───── Input data

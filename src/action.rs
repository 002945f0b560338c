//! Action descriptors: value types describing one external-process
//! invocation (or one placeholder write) for the host to execute.

use std::path::{Path, PathBuf};

use serde::{Deserialize, Serialize};

/// How a check action treats the tool's exit status.
#[derive(Debug, Clone, PartialEq, Eq, Serialize, Deserialize)]
#[serde(tag = "kind", rename_all = "snake_case")]
pub enum ExecutionMode {
    /// Non-zero exit fails the action; stdout is only written on success.
    FailFast,
    /// Exit status is written to `status`; the action always succeeds.
    Capture { status: PathBuf },
}

impl ExecutionMode {
    pub fn status_path(&self) -> Option<&Path> {
        match self {
            ExecutionMode::FailFast => None,
            ExecutionMode::Capture { status } => Some(status.as_path()),
        }
    }

    pub fn is_capture(&self) -> bool {
        matches!(self, ExecutionMode::Capture { .. })
    }
}

/// One invocation of the type-checker.
#[derive(Debug, Clone, PartialEq, Eq, Serialize, Deserialize)]
pub struct CheckAction {
    pub tool: PathBuf,
    /// Arguments after the tool: `options... sources... --config=<path>`.
    pub args: Vec<String>,
    /// Sources in declaration order, then the config file.
    pub inputs: Vec<PathBuf>,
    pub stdout: PathBuf,
    pub mode: ExecutionMode,
    /// Progress message shown by the host.
    pub label: String,
}

impl CheckAction {
    pub fn outputs(&self) -> Vec<PathBuf> {
        let mut outputs = vec![self.stdout.clone()];
        if let Some(status) = self.mode.status_path() {
            outputs.push(status.to_path_buf());
        }
        outputs
    }

    /// Full command line, tool first.
    pub fn argv(&self) -> Vec<String> {
        let mut argv = Vec::with_capacity(self.args.len() + 1);
        argv.push(self.tool.display().to_string());
        argv.extend(self.args.iter().cloned());
        argv
    }
}

/// Materializes declared outputs as empty files; no tool involved.
#[derive(Debug, Clone, PartialEq, Eq, Serialize, Deserialize)]
pub struct PlaceholderAction {
    pub outputs: Vec<PathBuf>,
    pub label: String,
}

#[derive(Debug, Clone, PartialEq, Eq, Serialize, Deserialize)]
#[serde(tag = "type", rename_all = "snake_case")]
pub enum Action {
    Check(CheckAction),
    Placeholder(PlaceholderAction),
}

impl Action {
    pub fn inputs(&self) -> Vec<PathBuf> {
        match self {
            Action::Check(a) => a.inputs.clone(),
            Action::Placeholder(_) => Vec::new(),
        }
    }

    pub fn outputs(&self) -> Vec<PathBuf> {
        match self {
            Action::Check(a) => a.outputs(),
            Action::Placeholder(a) => a.outputs.clone(),
        }
    }

    pub fn label(&self) -> &str {
        match self {
            Action::Check(a) => &a.label,
            Action::Placeholder(a) => &a.label,
        }
    }

    pub fn is_tool_invocation(&self) -> bool {
        matches!(self, Action::Check(_))
    }
}

/// Everything needed to build one check action.
pub struct CheckRequest<'a> {
    pub tool: &'a Path,
    pub sources: &'a [String],
    pub config_file: &'a Path,
    pub stdout: PathBuf,
    pub mode: ExecutionMode,
    pub options: &'a [String],
    pub label: String,
}

/// Build one check action. Argument order is `options... sources...
/// --config=<path>` and never depends on anything but the request.
pub fn build_check_action(req: CheckRequest<'_>) -> CheckAction {
    let mut args = Vec::with_capacity(req.options.len() + req.sources.len() + 1);
    args.extend(req.options.iter().cloned());
    args.extend(req.sources.iter().cloned());
    args.push(format!("--config={}", req.config_file.display()));

    let mut inputs: Vec<PathBuf> = req.sources.iter().map(PathBuf::from).collect();
    inputs.push(req.config_file.to_path_buf());

    CheckAction {
        tool: req.tool.to_path_buf(),
        args,
        inputs,
        stdout: req.stdout,
        mode: req.mode,
        label: req.label,
    }
}

#[cfg(test)]
mod tests {
    use super::*;

    fn request<'a>(
        sources: &'a [String],
        options: &'a [String],
        mode: ExecutionMode,
    ) -> CheckRequest<'a> {
        CheckRequest {
            tool: Path::new("mypy"),
            sources,
            config_file: Path::new("/ws/.mypy"),
            stdout: PathBuf::from("out/lib.human.stdout"),
            mode,
            options,
            label: "Type-checking //a:lib".into(),
        }
    }

    #[test]
    fn args_are_options_then_sources_then_config() {
        let sources = vec!["a.py".to_string(), "b.py".to_string()];
        let options = vec!["--color=always".to_string()];
        let action = build_check_action(request(&sources, &options, ExecutionMode::FailFast));

        assert_eq!(
            action.args,
            vec!["--color=always", "a.py", "b.py", "--config=/ws/.mypy"]
        );
        assert_eq!(
            action.inputs,
            vec![
                PathBuf::from("a.py"),
                PathBuf::from("b.py"),
                PathBuf::from("/ws/.mypy")
            ]
        );
    }

    #[test]
    fn fail_fast_declares_only_stdout() {
        let sources = vec!["a.py".to_string()];
        let action = build_check_action(request(&sources, &[], ExecutionMode::FailFast));
        assert_eq!(action.outputs(), vec![PathBuf::from("out/lib.human.stdout")]);
    }

    #[test]
    fn capture_declares_stdout_and_status() {
        let sources = vec!["a.py".to_string()];
        let mode = ExecutionMode::Capture {
            status: PathBuf::from("out/lib.human.status"),
        };
        let action = build_check_action(request(&sources, &[], mode));
        assert_eq!(
            action.outputs(),
            vec![
                PathBuf::from("out/lib.human.stdout"),
                PathBuf::from("out/lib.human.status")
            ]
        );
    }

    #[test]
    fn argv_prefixes_tool() {
        let sources = vec!["a.py".to_string()];
        let action = build_check_action(request(&sources, &[], ExecutionMode::FailFast));
        assert_eq!(action.argv(), vec!["mypy", "a.py", "--config=/ws/.mypy"]);
    }

    #[test]
    fn serializes_with_tagged_mode() {
        let mode = ExecutionMode::Capture {
            status: PathBuf::from("s"),
        };
        let json = serde_json::to_value(&mode).unwrap();
        assert_eq!(json, serde_json::json!({"kind": "capture", "status": "s"}));
    }
}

──────────

Count up the lines of the listing in which the word "order" occurs, then state that number by itself.

2